It is the end of another Julian calendar year... it was the ending of the year for my own personal calendar year back in September. My decade also started earlier. I will explain more on this later, if I don't forget, or if I still feel inclined.
Hey! The year is ending! It's an exciting time, always has been for me. Mostly because symbolically the first of the year, any year has always suggested a clean slate, and a starting over. It's a hopeful time.
Still.
This is the first of many years where I feel and wish a continuation of things from previous days. I know I am going to look back on this time years from now and know beyond any doubt that, indeed, these next years are going to cement and guide my future years like nothing else in my life. A keystone is metaphorical in so many ways, and perfectly suited for what I am feeling.
Life is interesting. 2009, 2010, has been a tremendous time for me. I think life is interesting because for so many of us, when someone says that they are happy, giddy with excitement, bursting with love with light, and with good humor for their own lives and the world around them, people tend to either think that these people are deluded, misguided, or just brazenly lucky in life.

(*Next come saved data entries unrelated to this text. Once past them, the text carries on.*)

/// Builds a [`StringTable`](crate::StringTable) from literal rows.
///
/// Each bracketed group is one row; its first cell is column 0. Cells are
/// `&str` expressions. A row with more cells than the default column count
/// cannot be represented, and the macro then yields an empty table, the way
/// a failed conversion would.
///
/// ```rust
/// use line_toolbox::table;
///
/// let table = table![
///     ["eth0", "10.0.0.7", "up"],
///     ["lo", "127.0.0.1"],
/// ];
/// assert_eq!(table.len(), 2);
/// assert_eq!(table.cell(0, 2), Some("up"));
/// assert!(table![].is_empty());
/// ```
#[macro_export]
macro_rules! table {
    () => {
        $crate::StringTable::new()
    };

    ($([ $($cell:expr),+ $(,)? ]),+ $(,)?) => {
        $crate::StringTable::from_rows([$(::std::vec![$($cell),+]),+]).unwrap_or_default()
    };
}
//! Configuration options for tables, parsers and readers.
//!
//! Every bound the toolbox works with is configurable here rather than fixed
//! at compile time:
//!
//! - [`TableOptions`]: row capacity, growth step, column count, cell length
//! - [`ParserOptions`]: workspace and tag bounds, split greediness
//! - [`ReaderOptions`]: lookahead size and empty-line policy
//! - [`LineEnding`], [`SortOrder`], [`SubstituteMode`]: small selector enums
//!
//! All option structs derive `Serialize`/`Deserialize` so they can be kept in
//! a configuration file.
//!
//! ## Examples
//!
//! ```rust
//! use line_toolbox::{StringTable, TableOptions};
//!
//! let options = TableOptions::new()
//!     .with_row_capacity(8)
//!     .with_cell_length(64);
//! let mut table = StringTable::with_options(options).unwrap();
//! table.add("eth0").unwrap();
//! assert_eq!(table.capacity(), 8);
//! ```

use serde::{Deserialize, Serialize};

/// Default number of rows allocated up front and added on each growth.
pub const DEFAULT_ROW_CAPACITY: usize = 100;
/// Default number of column slots per row.
pub const DEFAULT_COLUMNS: usize = 30;
/// Default size of a cell buffer, terminator slot included.
pub const DEFAULT_CELL_LENGTH: usize = 1024;
/// Default upper bound for a parser input line.
pub const DEFAULT_MAX_WORKSPACE: usize = 1024;
/// Default upper bound for a parser tag, delimiter or search string.
pub const DEFAULT_MAX_TAG: usize = 256;
/// Default size of a streaming reader's lookahead buffer.
pub const DEFAULT_LOOKAHEAD: usize = 1024;

/// Line terminator written after each serialized row.
///
/// # Examples
///
/// ```rust
/// use line_toolbox::LineEnding;
///
/// assert_eq!(LineEnding::Lf.as_str(), "\n");
/// assert_eq!(LineEnding::CrLf.as_str(), "\r\n");
/// ```
#[derive(Clone, Copy, Debug, PartialEq, Eq, Default, Serialize, Deserialize)]
pub enum LineEnding {
    #[default]
    Lf,
    CrLf,
}

impl LineEnding {
    /// Returns the terminator bytes as a string.
    #[must_use]
    pub const fn as_str(&self) -> &'static str {
        match self {
            LineEnding::Lf => "\n",
            LineEnding::CrLf => "\r\n",
        }
    }
}

/// Direction of [`StringTable::sort`](crate::StringTable::sort).
#[derive(Clone, Copy, Debug, PartialEq, Eq, Default, Serialize, Deserialize)]
pub enum SortOrder {
    #[default]
    Ascending,
    Descending,
}

impl SortOrder {
    /// Returns the order's name.
    #[must_use]
    pub const fn as_str(&self) -> &'static str {
        match self {
            SortOrder::Ascending => "ascending",
            SortOrder::Descending => "descending",
        }
    }
}

/// How far [`StringTable::substitute_in_matching`](crate::StringTable::substitute_in_matching) goes.
#[derive(Clone, Copy, Debug, PartialEq, Eq, Default, Serialize, Deserialize)]
pub enum SubstituteMode {
    /// Replace the first occurrence found in the table, then stop.
    #[default]
    First,
    /// Replace every occurrence in every row.
    All,
}

impl SubstituteMode {
    /// Returns the mode's name.
    #[must_use]
    pub const fn as_str(&self) -> &'static str {
        match self {
            SubstituteMode::First => "first",
            SubstituteMode::All => "all",
        }
    }
}

/// Configuration for a [`StringTable`](crate::StringTable).
///
/// # Examples
///
/// ```rust
/// use line_toolbox::TableOptions;
///
/// let options = TableOptions::new();
/// assert_eq!(options.row_capacity, 100);
/// assert_eq!(options.columns, 30);
/// assert_eq!(options.cell_length, 1024);
/// assert!(options.allow_duplicates);
/// ```
#[derive(Clone, Debug, PartialEq, Eq, Serialize, Deserialize)]
#[serde(default)]
pub struct TableOptions {
    /// Rows allocated at construction.
    pub row_capacity: usize,
    /// Rows added each time the table runs out of capacity.
    pub growth_step: usize,
    /// Column slots per row.
    pub columns: usize,
    /// Cell buffer size; text is truncated to `cell_length - 1` bytes on
    /// operations that do not grow cells.
    pub cell_length: usize,
    /// When `false`, `add` and `insert` reject text already present in column 0.
    pub allow_duplicates: bool,
}

impl Default for TableOptions {
    fn default() -> Self {
        TableOptions {
            row_capacity: DEFAULT_ROW_CAPACITY,
            growth_step: DEFAULT_ROW_CAPACITY,
            columns: DEFAULT_COLUMNS,
            cell_length: DEFAULT_CELL_LENGTH,
            allow_duplicates: true,
        }
    }
}

impl TableOptions {
    /// Creates the default options.
    #[must_use]
    pub fn new() -> Self {
        Self::default()
    }

    /// Sets the initial row capacity. Zero falls back to the default.
    #[must_use]
    pub fn with_row_capacity(mut self, rows: usize) -> Self {
        self.row_capacity = if rows == 0 { DEFAULT_ROW_CAPACITY } else { rows };
        self
    }

    /// Sets how many rows each growth adds.
    #[must_use]
    pub fn with_growth_step(mut self, rows: usize) -> Self {
        self.growth_step = rows;
        self
    }

    /// Sets the number of column slots per row.
    #[must_use]
    pub fn with_columns(mut self, columns: usize) -> Self {
        self.columns = columns;
        self
    }

    /// Sets the cell buffer size.
    #[must_use]
    pub fn with_cell_length(mut self, cell_length: usize) -> Self {
        self.cell_length = cell_length;
        self
    }

    /// Allows or rejects duplicate rows.
    #[must_use]
    pub fn with_duplicates(mut self, allow: bool) -> Self {
        self.allow_duplicates = allow;
        self
    }
}

/// Configuration for a [`LineParser`](crate::LineParser).
///
/// # Examples
///
/// ```rust
/// use line_toolbox::ParserOptions;
///
/// let options = ParserOptions::new().with_greedy(true);
/// assert!(options.greedy);
/// assert_eq!(options.max_workspace, 1024);
/// ```
#[derive(Clone, Debug, PartialEq, Eq, Serialize, Deserialize)]
#[serde(default)]
pub struct ParserOptions {
    /// Longest accepted input line, and the size of the scratch workspace.
    pub max_workspace: usize,
    /// Longest accepted tag, delimiter or search string.
    pub max_tag: usize,
    /// Collapse adjacent delimiters when splitting.
    pub greedy: bool,
}

impl Default for ParserOptions {
    fn default() -> Self {
        ParserOptions {
            max_workspace: DEFAULT_MAX_WORKSPACE,
            max_tag: DEFAULT_MAX_TAG,
            greedy: false,
        }
    }
}

impl ParserOptions {
    /// Creates the default options.
    #[must_use]
    pub fn new() -> Self {
        Self::default()
    }

    /// Sets the workspace bound.
    #[must_use]
    pub fn with_max_workspace(mut self, bytes: usize) -> Self {
        self.max_workspace = bytes;
        self
    }

    /// Sets the tag bound.
    #[must_use]
    pub fn with_max_tag(mut self, bytes: usize) -> Self {
        self.max_tag = bytes;
        self
    }

    /// Sets split greediness.
    #[must_use]
    pub fn with_greedy(mut self, greedy: bool) -> Self {
        self.greedy = greedy;
        self
    }
}

/// Configuration for the streaming line readers.
///
/// The stream reader keeps empty lines by default; the buffer reader skips
/// them by default.
#[derive(Clone, Debug, PartialEq, Eq, Serialize, Deserialize)]
#[serde(default)]
pub struct ReaderOptions {
    /// Size of the read-ahead buffer. Must be at least 2.
    pub lookahead: usize,
    /// `Some(flag)` overrides the reader's empty-line default.
    pub skip_empty_lines: Option<bool>,
}

impl Default for ReaderOptions {
    fn default() -> Self {
        ReaderOptions {
            lookahead: DEFAULT_LOOKAHEAD,
            skip_empty_lines: None,
        }
    }
}

impl ReaderOptions {
    /// Creates the default options.
    #[must_use]
    pub fn new() -> Self {
        Self::default()
    }

    /// Sets the lookahead buffer size.
    #[must_use]
    pub fn with_lookahead(mut self, bytes: usize) -> Self {
        self.lookahead = bytes;
        self
    }

    /// Forces empty lines to be skipped or kept.
    #[must_use]
    pub fn with_skip_empty_lines(mut self, skip: bool) -> Self {
        self.skip_empty_lines = Some(skip);
        self
    }
}

#[cfg(test)]
mod tests {
    use super::*;

    #[test]
    fn test_zero_row_capacity_uses_default() {
        let options = TableOptions::new().with_row_capacity(0);
        assert_eq!(options.row_capacity, DEFAULT_ROW_CAPACITY);
    }

    #[test]
    fn test_options_from_partial_json() {
        let options: TableOptions = serde_json::from_str(r#"{"columns": 4}"#).unwrap();
        assert_eq!(options.columns, 4);
        assert_eq!(options.cell_length, DEFAULT_CELL_LENGTH);

        let parser: ParserOptions = serde_json::from_str(r#"{"greedy": true}"#).unwrap();
        assert!(parser.greedy);
        assert_eq!(parser.max_tag, DEFAULT_MAX_TAG);
    }

    #[test]
    fn test_selector_names() {
        assert_eq!(SortOrder::default().as_str(), "ascending");
        assert_eq!(SubstituteMode::All.as_str(), "all");
        assert_eq!(LineEnding::default(), LineEnding::Lf);
    }

    #[test]
    fn test_reader_override() {
        let options = ReaderOptions::new().with_skip_empty_lines(false);
        assert_eq!(options.skip_empty_lines, Some(false));
        assert_eq!(options.lookahead, DEFAULT_LOOKAHEAD);
    }
}
use line_toolbox::{table, LineEnding, StringTable};

#[test]
fn test_table_macro_empty() {
    let table = table![];
    assert!(table.is_empty());
    assert_eq!(table.capacity(), 100);
}

#[test]
fn test_table_macro_single_row() {
    let table = table![["eth0"]];
    assert_eq!(table.len(), 1);
    assert_eq!(table.line(0), Some("eth0"));
    assert_eq!(table.cell(0, 1), None);
}

#[test]
fn test_table_macro_jagged_rows() {
    let table = table![
        ["eth0", "10.0.0.7", "up"],
        ["lo"],
        ["wlan0", "down"],
    ];
    assert_eq!(table.len(), 3);
    assert_eq!(table.columns_used(), 3);
    assert_eq!(table.cells(0).count(), 3);
    assert_eq!(table.cells(1).count(), 1);
    assert_eq!(table.cell(2, 1), Some("down"));
}

#[test]
fn test_table_macro_trailing_commas() {
    let table = table![["a", "b",], ["c",],];
    assert_eq!(table.to_text(" ", LineEnding::Lf), "a b\nc\n");
}

#[test]
fn test_table_macro_empty_cells_are_present() {
    let table = table![["key", ""]];
    assert_eq!(table.cell(0, 1), Some(""));
    assert_eq!(table.cell(0, 2), None);
}

#[test]
fn test_table_macro_with_expressions() {
    let names = ["eth0", "eth1"];
    let state = String::from("up");
    let table = table![[names[0], state.as_str()], [names[1], state.as_str()]];
    assert_eq!(table.value_for_key("eth1", 1).unwrap(), Some("up"));
}

#[test]
fn test_table_macro_matches_from_rows() {
    let built = StringTable::from_rows([vec!["x", "1"], vec!["y", "2"]]).unwrap();
    let table = table![["x", "1"], ["y", "2"]];
    assert_eq!(table.to_string(), built.to_string());
}

#[test]
fn test_table_macro_too_many_cells_yields_empty_table() {
    let table = table![[
        "0", "1", "2", "3", "4", "5", "6", "7", "8", "9", "10", "11", "12", "13", "14", "15",
        "16", "17", "18", "19", "20", "21", "22", "23", "24", "25", "26", "27", "28", "29", "30"
    ]];
    assert!(table.is_empty());
}
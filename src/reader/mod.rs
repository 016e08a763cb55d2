//! Incremental line readers.
//!
//! Two readers share the [`LineRead`] trait:
//!
//! - [`StreamLineReader`] pulls bytes from any [`std::io::Read`] through a
//!   fixed lookahead buffer. [`TextFileReader`] is the file-backed instance.
//! - [`TextBufferReader`] walks an in-memory byte buffer.
//!
//! Lines end at `\n`; one `\r` directly before it is stripped. The last line
//! of the input does not need a terminator.
//!
//! The core operation is [`LineRead::read_line_into`], which writes into a
//! caller buffer of fixed size. When a line does not fit, the reader hands
//! out as much as fits and reports [`LineStatus::Continue`]; the next call
//! continues the same line where the previous one stopped. The provided
//! [`next_line`](LineRead::next_line) and [`lines`](LineRead::lines) helpers
//! loop over that and grow an [`AppendBuffer`](crate::AppendBuffer) instead.
//!
//! ```rust
//! use line_toolbox::{LineRead, LineStatus, TextBufferReader};
//!
//! let mut reader = TextBufferReader::new(&b"hello world\n"[..]);
//! let mut out = [0u8; 5];
//! assert_eq!(reader.read_line_into(&mut out).unwrap(), LineStatus::Continue(5));
//! assert_eq!(&out, b"hello");
//! assert_eq!(reader.read_line_into(&mut out).unwrap(), LineStatus::Continue(5));
//! assert_eq!(&out, b" worl");
//! assert_eq!(reader.read_line_into(&mut out).unwrap(), LineStatus::Complete(1));
//! assert_eq!(&out[..1], b"d");
//! assert_eq!(reader.read_line_into(&mut out).unwrap(), LineStatus::End);
//! ```

mod buffer;
mod stream;

pub use buffer::TextBufferReader;
pub use stream::{StreamLineReader, TextFileReader};

use crate::append::AppendBuffer;
use crate::{Error, Result};

/// Size of the chunk the provided [`LineRead`] methods read through.
const CHUNK: usize = 256;

/// Outcome of [`LineRead::read_line_into`].
#[derive(Clone, Copy, Debug, PartialEq, Eq)]
pub enum LineStatus {
    /// The line ended; this many bytes were written and they finish it.
    Complete(usize),
    /// This many bytes of the current line were written and more follow.
    /// Either the output was too small or the lookahead filled up before a
    /// terminator was seen.
    Continue(usize),
    /// The input is exhausted; nothing was written.
    End,
}

/// Lifecycle of a reader.
#[derive(Clone, Copy, Debug, PartialEq, Eq)]
pub enum ReaderState {
    /// More lines may be available.
    Ready,
    /// Every line has been returned.
    Exhausted,
    /// A read failed; every later call reports the same failure.
    Failed,
}

/// A source of lines read one at a time.
pub trait LineRead {
    /// Copies the next line, or the next piece of it, into `out`.
    ///
    /// # Errors
    ///
    /// Returns [`Error::InvalidArgument`] for an empty `out`,
    /// [`Error::NotInitialized`] after [`close`](StreamLineReader::close),
    /// and [`Error::Io`] when the underlying source fails.
    fn read_line_into(&mut self, out: &mut [u8]) -> Result<LineStatus>;

    /// Current lifecycle state.
    fn state(&self) -> ReaderState;

    /// Returns the next whole line as bytes, or `None` at the end of input.
    ///
    /// # Errors
    ///
    /// Same as [`read_line_into`](Self::read_line_into), plus
    /// [`Error::OutOfMemory`] if the line cannot be buffered.
    fn next_line_bytes(&mut self) -> Result<Option<Vec<u8>>> {
        let mut chunk = [0u8; CHUNK];
        let mut line = AppendBuffer::new();
        let mut started = false;
        loop {
            match self.read_line_into(&mut chunk)? {
                LineStatus::Complete(n) => {
                    line.append(&chunk[..n], None, None)?;
                    return Ok(Some(line.into_bytes()));
                }
                LineStatus::Continue(n) => {
                    line.append(&chunk[..n], None, None)?;
                    started = true;
                }
                LineStatus::End if started => return Ok(Some(line.into_bytes())),
                LineStatus::End => return Ok(None),
            }
        }
    }

    /// Returns the next whole line as text, replacing invalid UTF-8.
    ///
    /// # Errors
    ///
    /// Same as [`next_line_bytes`](Self::next_line_bytes).
    fn next_line(&mut self) -> Result<Option<String>> {
        Ok(self.next_line_bytes()?.map(|bytes| match String::from_utf8(bytes) {
            Ok(text) => text,
            Err(err) => String::from_utf8_lossy(err.as_bytes()).into_owned(),
        }))
    }

    /// Iterates over the remaining lines. The iterator stops after the first
    /// error.
    fn lines(&mut self) -> Lines<'_, Self>
    where
        Self: Sized,
    {
        Lines {
            reader: self,
            done: false,
        }
    }
}

/// Iterator returned by [`LineRead::lines`].
#[derive(Debug)]
pub struct Lines<'r, R> {
    reader: &'r mut R,
    done: bool,
}

impl<R: LineRead> Iterator for Lines<'_, R> {
    type Item = Result<String>;

    fn next(&mut self) -> Option<Self::Item> {
        if self.done {
            return None;
        }
        match self.reader.next_line() {
            Ok(Some(line)) => Some(Ok(line)),
            Ok(None) => {
                self.done = true;
                None
            }
            Err(err) => {
                self.done = true;
                Some(Err(err))
            }
        }
    }
}

fn require_output(out: &[u8]) -> Result<()> {
    if out.is_empty() {
        return Err(Error::invalid_argument("output buffer has no room"));
    }
    Ok(())
}

/// Where the current line ends inside `pending`.
struct LineEnd {
    /// Content length, a `\r` before the terminator excluded.
    content: usize,
    /// Bytes to consume once the line is fully delivered.
    consumed: usize,
}

/// Locates the first complete line in `pending`.
fn find_line_end(pending: &[u8]) -> Option<LineEnd> {
    let newline = memchr::memchr(b'\n', pending)?;
    let content = if newline > 0 && pending[newline - 1] == b'\r' {
        newline - 1
    } else {
        newline
    };
    Some(LineEnd {
        content,
        consumed: newline + 1,
    })
}

/// Content length of an unterminated tail, a trailing `\r` excluded.
fn tail_content(pending: &[u8]) -> usize {
    match pending.last() {
        Some(b'\r') => pending.len() - 1,
        _ => pending.len(),
    }
}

I am here to suggest that none of these things are true. I am here to suggest that YOU, and ONLY you can make the argument, (it is not an argument in any case), for your own happiness, your joy, your well being, your general mental homeostatis. You and no one else.
The corollary is just as true. Only YOU, yourself, by your own unwillingness and ignorance can make yourself miserable, cowardly, insecure, unconfident, unhappy... It is not in your cards that you were handed, nor in some silly astrological chart, not in the way your boyfriend, girlfriend, husband, wife, mother, father, brother, sister, neighbor, teacher, boss, other human outside of your self treats you...
Your happiness or unhappiness has nothing to do with what is found in your back pocket, your bank account, your job, your lack of job, your love life, your lack of love life, how fat you are, how thin you are...
Your happiness/unhappiness have only to do with YOU and how you respond to life's monkey wrenches and curve balls. Only YOU.
"You are the author of your own health, of your disease."
If you don't like where your year has gone, your decade has gone, your entire life has gone, act NOW AND CHANGE YOUR OWN COURSE.
We are blessed with a wit of a clean slate, and this can happen, anytime! It doesn't have to be at the end of the Julian calendar.
My clean slate began in May 2008, and I haven't looked back since. It has been a heady whirlwind of a journey. I closed so many doors and brutally excavated memories buried deep within the crevases. I cleaned my house and cleared out. It was a heady time. Scary, but heady. And what ultimately started as a painful process quickly turned into something unbelievably exciting and then, every door, every window opened and continues to open...
Amazing!
People think I am lucky. People think I am happy because I have things come easily my way. But it has nothing to do at all with luck! When you start flowing with what your nature intended, you find yourself easily in tune with Nature with the capital 'n' and this is when things start to happen... Good things find you just as the "bad" once found you and followed you like a bad debt. It is such a simple and straightforward equation; and not at all complicated or esoteric.
Things do start to happen, believe me! Of course, not all things, are necessarily good, in the conventional sense. But you also start to notice the yucky things happen less and less, and when they do happen, your responses are also different. I met with a pretty serious accident earlier this year and totaled my brand new car. An industrial ladder was left in the highway, taking up two lanes, it was dark, rainy and the snow was just starting to clear, I saw it too late... Nothing bad happened to either me or the person driving the truck that I crashed into head on, and I now drive another new car, but still, yucky business nevertheless. I escaped unscathed and did not shed a single tear. I have only to thank my vipassana and peaceful disposition for that serenity during that crazy car episode.
I am only using this example to illustrate that even when you start living a life connected to your inner chi and effortlessness, "bad" things can still happen. Nothing in life is guaranteed. The deer can still get eaten by the lion, but it still goes on, alert and active, not in the least bit sad, depressed, or angry, in the forests of the world...
Yet, still:
Life is so beautiful. In its entire capacity. If you want a good year, you have to make it happen! If you want love, you have to be that love! If you want whatever it is that you want, you have to make the effort, and also make it effortlessly! Ha! This is the koan of my life. Effortlessness...
I wish all of you much peace, love, joy, and happiness for this coming year. May you work hard, be ever mindful, always practice compassion, and share as much love that you can muster with the rest of the world.
A very happy New Year and Metta to all. May all beings be happy!